* _Directions_:
Your answer needs to include each line of the records in which the string "bool" can be found.

Data excerpts:
━━━━

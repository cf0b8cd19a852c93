//! vidid - command-line front end for the three-pass identity pipeline.
//!
//! Two subcommands: `identify` runs the full pipeline over a video and a
//! coords file, `inspect` reports a video's decoded metadata without
//! running the pipeline.

use std::io::Write;
use std::path::PathBuf;

use anyhow::{Context, Result};
use clap::{Parser, Subcommand, ValueEnum};
use tracing::Level;
use tracing_subscriber::FmtSubscriber;

use vidid_identify::{Config, CoordsFormat, IdentifyProgress, Identifier};
use vidid_media::VideoReader;

#[derive(Parser)]
#[command(name = "vidid")]
#[command(about = "Three-pass video person-identification pipeline", long_about = None)]
#[command(version)]
struct Cli {
    #[command(subcommand)]
    command: Commands,

    /// Enable debug-level logging.
    #[arg(short, long, global = true)]
    verbose: bool,
}

#[derive(Subcommand)]
enum Commands {
    /// Run the three-pass identification pipeline over a video.
    Identify {
        /// Input video file.
        video: PathBuf,
        /// Coords file with one detection rectangle per row/entry.
        coords: PathBuf,
        /// Directory to write per-identity and aggregate output into.
        #[arg(short, long, default_value = "vidid-output")]
        output: PathBuf,
        /// Coords file format.
        #[arg(short, long, value_enum, default_value_t = Format::Csv)]
        format: Format,
        /// Optional TOML config file overriding the compiled defaults.
        #[arg(short, long)]
        config: Option<PathBuf>,
        /// Skip writing per-identity output streams.
        #[arg(long)]
        no_ident: bool,
        /// Skip writing the aggregate annotated output stream.
        #[arg(long)]
        no_aggregate: bool,
        /// Use the narrower default-portrait crop instead of the wider selfie crop.
        #[arg(long)]
        portrait: bool,
        /// Percent horizontal shift applied to per-identity crops, in (-100, 100).
        #[arg(long)]
        shift: Option<f32>,
        /// Per-identity gallery cap (images kept per identity).
        #[arg(long)]
        nb_images: Option<usize>,
        /// Minimum detection confidence accepted during discovery.
        #[arg(long)]
        face_min_confidence: Option<f32>,
        /// Width of per-identity letterboxed output frames.
        #[arg(long)]
        width: Option<u32>,
        /// Height of per-identity letterboxed output frames.
        #[arg(long)]
        height: Option<u32>,
        /// Length, in seconds, of the pass-3 smoothing window.
        #[arg(long)]
        pass3_window: Option<f64>,
    },
    /// Report decoded metadata for a video without running the pipeline.
    Inspect {
        /// Input video file.
        video: PathBuf,
    },
}

#[derive(Clone, Copy, ValueEnum)]
enum Format {
    Csv,
    Xra,
}

impl From<Format> for CoordsFormat {
    fn from(value: Format) -> Self {
        match value {
            Format::Csv => CoordsFormat::Csv,
            Format::Xra => CoordsFormat::Xra,
        }
    }
}

fn main() -> Result<()> {
    let cli = Cli::parse();

    let level = if cli.verbose { Level::DEBUG } else { Level::INFO };
    let subscriber = FmtSubscriber::builder().with_max_level(level).finish();
    tracing::subscriber::set_global_default(subscriber)
        .context("failed to install tracing subscriber")?;

    match cli.command {
        Commands::Identify {
            video,
            coords,
            output,
            format,
            config,
            no_ident,
            no_aggregate,
            portrait,
            shift,
            nb_images,
            face_min_confidence,
            width,
            height,
            pass3_window,
        } => cmd_identify(
            video,
            coords,
            output,
            format.into(),
            config,
            no_ident,
            no_aggregate,
            portrait,
            shift,
            nb_images,
            face_min_confidence,
            width,
            height,
            pass3_window,
        ),
        Commands::Inspect { video } => cmd_inspect(video),
    }
}

#[allow(clippy::too_many_arguments)]
fn cmd_identify(
    video: PathBuf,
    coords: PathBuf,
    output: PathBuf,
    format: CoordsFormat,
    config_path: Option<PathBuf>,
    no_ident: bool,
    no_aggregate: bool,
    portrait: bool,
    shift: Option<f32>,
    nb_images: Option<usize>,
    face_min_confidence: Option<f32>,
    width: Option<u32>,
    height: Option<u32>,
    pass3_window: Option<f64>,
) -> Result<()> {
    let mut config = Config::load(config_path.as_deref()).context("failed to load config")?;
    if no_ident {
        config.out_ident = false;
    }
    if no_aggregate {
        config.out_aggregate = false;
    }
    if portrait {
        config.out_selfie = false;
    }
    if let Some(shift) = shift {
        config.out_shift = shift;
    }
    if let Some(nb_images) = nb_images {
        config.nb_images_recognizer = nb_images;
    }
    if let Some(face_min_confidence) = face_min_confidence {
        config.face_min_confidence = face_min_confidence;
    }
    if let Some(width) = width {
        config.out_width = width;
    }
    if let Some(height) = height {
        config.out_height = height;
    }
    if let Some(pass3_window) = pass3_window {
        config.pass3_window_seconds = pass3_window;
    }
    config.validate().context("invalid configuration")?;

    let mut identifier = Identifier::new(config);
    let summary = identifier
        .run(&video, &coords, format, &output, print_progress)
        .with_context(|| {
            format!(
                "identification run failed for {} / {}",
                video.display(),
                coords.display()
            )
        })?;
    println!();
    println!(
        "done: {} frames, {} identities, output in {}",
        summary.frames,
        summary.identities,
        output.display()
    );
    Ok(())
}

fn print_progress(progress: IdentifyProgress) {
    print!(
        "\r[{:>5.1}%] {}: {}",
        progress.overall_progress * 100.0,
        progress.stage.display_name(),
        progress.message
    );
    let _ = std::io::stdout().flush();
}

fn cmd_inspect(video: PathBuf) -> Result<()> {
    let reader = VideoReader::open(&video)
        .with_context(|| format!("failed to open {}", video.display()))?;
    println!("path:    {}", video.display());
    println!("width:   {}", reader.width());
    println!("height:  {}", reader.height());
    println!("fps:     {:.3}", reader.fps());
    let nframes = reader.nframes();
    if nframes == i64::MAX {
        println!("frames:  unknown (short clip, under-reported duration)");
    } else {
        println!("frames:  {nframes}");
    }
    Ok(())
}
impl Coord {
    /// Create a new unsigned coordinate with no confidence score.
    pub fn new(x: i64, y: i64, w: i64, h: i64) -> Result<Self> {
        Self::with_confidence(x, y, w, h, None, true)
    }

    /// Create a new unsigned coordinate with a confidence score.
    pub fn with_score(x: i64, y: i64, w: i64, h: i64, confidence: f32) -> Result<Self> {
        Self::with_confidence(x, y, w, h, Some(confidence), true)
    }

    /// Create a coordinate that allows negative `x`/`y`.
    pub fn new_signed(x: i64, y: i64, w: i64, h: i64, confidence: Option<f32>) -> Result<Self> {
        Self::with_confidence(x, y, w, h, confidence, false)
    }

    fn with_confidence(
        x: i64,
        y: i64,
        w: i64,
        h: i64,
        confidence: Option<f32>,
        unsigned: bool,
    ) -> Result<Self> {
        let mut c = Coord {
            x: 0,
            y: 0,
            w: 0,
            h: 0,
            confidence: None,
            unsigned,
        };
        c.set_x(x)?;
        c.set_y(y)?;
        c.set_w(w)?;
        c.set_h(h)?;
        c.set_confidence(confidence)?;
        Ok(c)
    }

    /// Coerce a slice of 2, 3, 4 or 5+ numbers into a `Coord`:
    /// `(x,y)` / `(x,y,score)` / `(x,y,w,h)` / `(x,y,w,h,score)`.
    pub fn from_seq(values: &[f64]) -> Result<Self> {
        match values.len() {
            2 => Coord::new(values[0] as i64, values[1] as i64, 0, 0),
            3 => Coord::with_score(values[0] as i64, values[1] as i64, 0, 0, values[2] as f32),
            4 => Coord::new(
                values[0] as i64,
                values[1] as i64,
                values[2] as i64,
                values[3] as i64,
            ),
            n if n >= 5 => Coord::with_score(
                values[0] as i64,
                values[1] as i64,
                values[2] as i64,
                values[3] as i64,
                values[4] as f32,
            ),
            _ => Err(CoreError::InvalidArgument(format!(
                "cannot build a Coord from {} values",
                values.len()
            ))),
        }
    }

    pub fn x(&self) -> i64 {
        self.x
    }

    pub fn y(&self) -> i64 {
        self.y
    }

    pub fn w(&self) -> i64 {
        self.w
    }

    pub fn h(&self) -> i64 {
        self.h
    }

    pub fn is_unsigned(&self) -> bool {
        self.unsigned
    }

    /// Confidence score, or `0.0` if none was set.
    pub fn confidence(&self) -> f32 {
        self.confidence.unwrap_or(0.0)
    }

    pub fn set_x(&mut self, value: i64) -> Result<()> {
        if self.unsigned && value < 0 {
            return Err(CoreError::InvalidArgument(format!(
                "unsigned coord cannot have negative x: {value}"
            )));
        }
        if value.abs() > MAX_COORD {
            return Err(CoreError::OutOfRange(format!(
                "x={value} exceeds max coordinate {MAX_COORD}"
            )));
        }
        self.x = value;
        Ok(())
    }

    pub fn set_y(&mut self, value: i64) -> Result<()> {
        if self.unsigned && value < 0 {
            return Err(CoreError::InvalidArgument(format!(
                "unsigned coord cannot have negative y: {value}"
            )));
        }
        if value.abs() > MAX_COORD {
            return Err(CoreError::OutOfRange(format!(
                "y={value} exceeds max coordinate {MAX_COORD}"
            )));
        }
        self.y = value;
        Ok(())
    }

    pub fn set_w(&mut self, value: i64) -> Result<()> {
        if value < 0 {
            return Err(CoreError::InvalidArgument(format!(
                "width cannot be negative: {value}"
            )));
        }
        if value > MAX_COORD {
            return Err(CoreError::OutOfRange(format!(
                "w={value} exceeds max coordinate {MAX_COORD}"
            )));
        }
        self.w = value;
        Ok(())
    }

    pub fn set_h(&mut self, value: i64) -> Result<()> {
        if value < 0 {
            return Err(CoreError::InvalidArgument(format!(
                "height cannot be negative: {value}"
            )));
        }
        if value > MAX_COORD {
            return Err(CoreError::OutOfRange(format!(
                "h={value} exceeds max coordinate {MAX_COORD}"
            )));
        }
        self.h = value;
        Ok(())
    }

    pub fn set_confidence(&mut self, value: Option<f32>) -> Result<()> {
        if let Some(v) = value {
            if !(0.0..=1.0).contains(&v) {
                return Err(CoreError::InvalidArgument(format!(
                    "confidence must be in [0,1], got {v}"
                )));
            }
        }
        self.confidence = value;
        Ok(())
    }

    /// Rectangle area (`w * h`).
    pub fn area(&self) -> i64 {
        self.w * self.h
    }

    /// Deep copy, preserving confidence.
    pub fn copy(&self) -> Self {
        *self
    }

    /// Multiply width and height by `coeff` (must be in `[0.25, 20]`),
    /// keeping the rectangle centered. Returns the `(shift_x, shift_y)`
    /// that was applied to keep the center fixed.
    ///
    /// If `image_size` (width, height) is given and the scaled rectangle
    /// would not fit inside it, this fails rather than clamp.
    pub fn scale(&mut self, coeff: f64, image_size: Option<(u32, u32)>) -> Result<(i64, i64)> {
        if !(0.25..=20.0).contains(&coeff) {
            return Err(CoreError::InvalidArgument(format!(
                "scale factor must be in [0.25, 20], got {coeff}"
            )));
        }
        let new_w = (self.w as f64 * coeff) as i64;
        let new_h = (self.h as f64 * coeff) as i64;

        if let Some((width, height)) = image_size {
            if new_w > width as i64 {
                return Err(CoreError::OutOfRange(format!(
                    "scaled width {new_w} exceeds image width {width}"
                )));
            }
            if new_h > height as i64 {
                return Err(CoreError::OutOfRange(format!(
                    "scaled height {new_h} exceeds image height {height}"
                )));
            }
        }

        let shift_x = (self.w - new_w) / 2;
        let shift_y = (self.h - new_h) / 2;
        self.w = new_w;
        self.h = new_h;
        Ok((shift_x, shift_y))
    }

    /// Multiply width only by `coeff`, returning the x shift to recenter.
    pub fn scale_x(&mut self, coeff: f64, image_size: Option<(u32, u32)>) -> Result<i64> {
        if coeff <= 0.0 {
            return Err(CoreError::InvalidArgument(format!(
                "invalid x-scale value {coeff}"
            )));
        }
        let new_w = (self.w as f64 * coeff) as i64;
        if let Some((width, _)) = image_size {
            if new_w > width as i64 {
                return Err(CoreError::OutOfRange(format!(
                    "scaled width {new_w} exceeds image width {width}"
                )));
            }
        }
        let shift_x = (self.w - new_w) / 2;
        self.w = new_w;
        Ok(shift_x)
    }

    /// Multiply height only by `coeff`, returning the y shift to recenter.
    pub fn scale_y(&mut self, coeff: f64, image_size: Option<(u32, u32)>) -> Result<i64> {
        if coeff <= 0.0 {
            return Err(CoreError::InvalidArgument(format!(
                "invalid y-scale value {coeff}"
            )));
        }
        let new_h = (self.h as f64 * coeff) as i64;
        if let Some((_, height)) = image_size {
            if new_h > height as i64 {
                return Err(CoreError::OutOfRange(format!(
                    "scaled height {new_h} exceeds image height {height}"
                )));
            }
        }
        let shift_y = (self.h - new_h) / 2;
        self.h = new_h;
        Ok(shift_y)
    }

    /// Shift position by `(dx, dy)`. Unsigned rectangles clamp below at 0.
    /// If `image_size` is given, a shift that would push the rectangle past
    /// the right/bottom edge is reduced so it touches the edge instead;
    /// shifting entirely past the image on the positive side fails.
    pub fn shift(&mut self, dx: i64, dy: i64, image_size: Option<(u32, u32)>) -> Result<()> {
        let mut new_x = self.x + dx;
        if new_x < 0 && self.unsigned {
            new_x = 0;
        }
        let mut new_y = self.y + dy;
        if new_y < 0 && self.unsigned {
            new_y = 0;
        }

        if let Some((width, height)) = image_size {
            let max_w = width as i64;
            let max_h = height as i64;
            if dx > 0 {
                if new_x > max_w {
                    return Err(CoreError::OutOfRange(format!(
                        "shifted x {new_x} exceeds image width {max_w}"
                    )));
                } else if new_x + self.w > max_w {
                    new_x -= (new_x + self.w) - max_w;
                }
            }
            if dy > 0 {
                if new_y > max_h {
                    return Err(CoreError::OutOfRange(format!(
                        "shifted y {new_y} exceeds image height {max_h}"
                    )));
                } else if new_y + self.h > max_h {
                    new_y -= (new_y + self.h) - max_h;
                }
            }
        }

        self.x = new_x;
        self.y = new_y;
        Ok(())
    }

    /// Area of the intersection of `self` and `other`.
    pub fn intersection_area(&self, other: &Coord) -> i64 {
        let self_xmax = self.x + self.w;
        let other_xmax = other.x + other.w;
        let dx = self_xmax.min(other_xmax) - self.x.max(other.x);

        let self_ymax = self.y + self.h;
        let other_ymax = other.y + other.h;
        let dy = self_ymax.min(other_ymax) - self.y.max(other.y);

        if dx >= 0 && dy >= 0 {
            dx * dy
        } else {
            0
        }
    }

    /// `(pct_of_other, pct_of_self)`: the intersection area as a percentage
    /// of `other`'s area, and as a percentage of `self`'s area.
    pub fn overlap(&self, other: &Coord) -> (f64, f64) {
        let inter = self.intersection_area(other);
        if inter == 0 {
            return (0.0, 0.0);
        }
        let my_area = self.area() as f64;
        let other_area = other.area() as f64;
        (
            (inter as f64 / other_area) * 100.0,
            (inter as f64 / my_area) * 100.0,
        )
    }

    /// Component-wise midpoint rectangle, with averaged confidence.
    pub fn intermediate(&self, other: &Coord) -> Result<Coord> {
        let x = self.x + (other.x - self.x).div_euclid(2);
        let y = self.y + (other.y - self.y).div_euclid(2);
        let w = (self.w + other.w).div_euclid(2);
        let h = (self.h + other.h).div_euclid(2);
        let c = (self.confidence() + other.confidence()) / 2.0;
        Coord::with_score(x, y, w, h, c)
    }

    /// Integer euclidean distance between the two rectangles' top-left
    /// points.
    pub fn euclidian_distance(&self, other: &Coord) -> i64 {
        let dx = (self.x - other.x) as f64;
        let dy = (self.y - other.y) as f64;
        (dx * dx + dy * dy).sqrt().round() as i64
    }

    /// `true` if `other` lies entirely within `self` (strict containment).
    pub fn contains(&self, other: &Coord) -> bool {
        if other.w > self.w || other.h > self.h {
            return false;
        }
        if other.x < self.x || other.y < self.y {
            return false;
        }
        if other.x + other.w > self.x + self.w {
            return false;
        }
        if other.y + other.h > self.y + self.h {
            return false;
        }
        true
    }

    /// Return a portrait-scaled copy of this coordinate: enlarged by
    /// `scale = (sx, sy)` about its center, reshaped to `xy_ratio`, then
    /// shifted up by half the y-growth so the face sits in the upper third.
    /// If `image_size` is given, the result is clamped to fit inside it.
    pub fn portrait(
        &self,
        scale: (f64, f64),
        xy_ratio: f64,
        image_size: Option<(u32, u32)>,
    ) -> Result<Coord> {
        let mut coord = self.copy();
        let mut shift_x = coord.scale_x(scale.0, None)?;
        let mut shift_y = coord.scale_y(scale.1, None)?;

        if xy_ratio > 0.0 && coord.w * coord.h > 0 {
            let current_ratio = coord.w as f64 / coord.h as f64;
            if current_ratio > xy_ratio {
                shift_y += coord.scale_y(current_ratio / xy_ratio, None)?;
            } else if current_ratio < xy_ratio {
                shift_x += coord.scale_x(xy_ratio / current_ratio, None)?;
            }
        }

        // the face sits in the upper third, not dead center
        let shift_y = (shift_y as f64 * 0.5) as i64;

        match image_size {
            None => {
                coord.x += shift_x;
                if coord.unsigned && coord.x < 0 {
                    coord.x = 0;
                }
                coord.y += shift_y;
                if coord.unsigned && coord.y < 0 {
                    coord.y = 0;
                }
            }
            Some((width, height)) => {
                let shifted_x = coord.shift(shift_x, 0, Some((width, height))).is_ok();
                let shifted_y = coord.shift(0, shift_y, Some((width, height))).is_ok();

                if coord.x + coord.w > width as i64 || !shifted_x {
                    coord.x = 0.max(width as i64 - coord.w);
                }
                if coord.y + coord.h > height as i64 || !shifted_y {
                    coord.y = 0.max(height as i64 - coord.h);
                }
            }
        }

        Ok(coord)
    }

    /// Selfie-style portrait scaling: a wider crop than the default
    /// portrait, used for per-identity "selfie" exports.
    pub fn selfie(&self, image_size: Option<(u32, u32)>) -> Result<Coord> {
        self.portrait((4.6, 5.0), 0.875, image_size)
    }

    /// Default portrait scaling, used for per-identity "portrait" exports.
    pub fn default_portrait(&self, image_size: Option<(u32, u32)>) -> Result<Coord> {
        self.portrait((2.6, 3.0), 0.875, image_size)
    }
}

━━━━

* _Exercise result_:
    verbose: bool,
        no_ident: bool,
        no_aggregate: bool,
        portrait: bool,
    no_ident: bool,
    no_aggregate: bool,
    portrait: bool,
        unsigned: bool,
    pub fn is_unsigned(&self) -> bool {
    pub fn contains(&self, other: &Coord) -> bool {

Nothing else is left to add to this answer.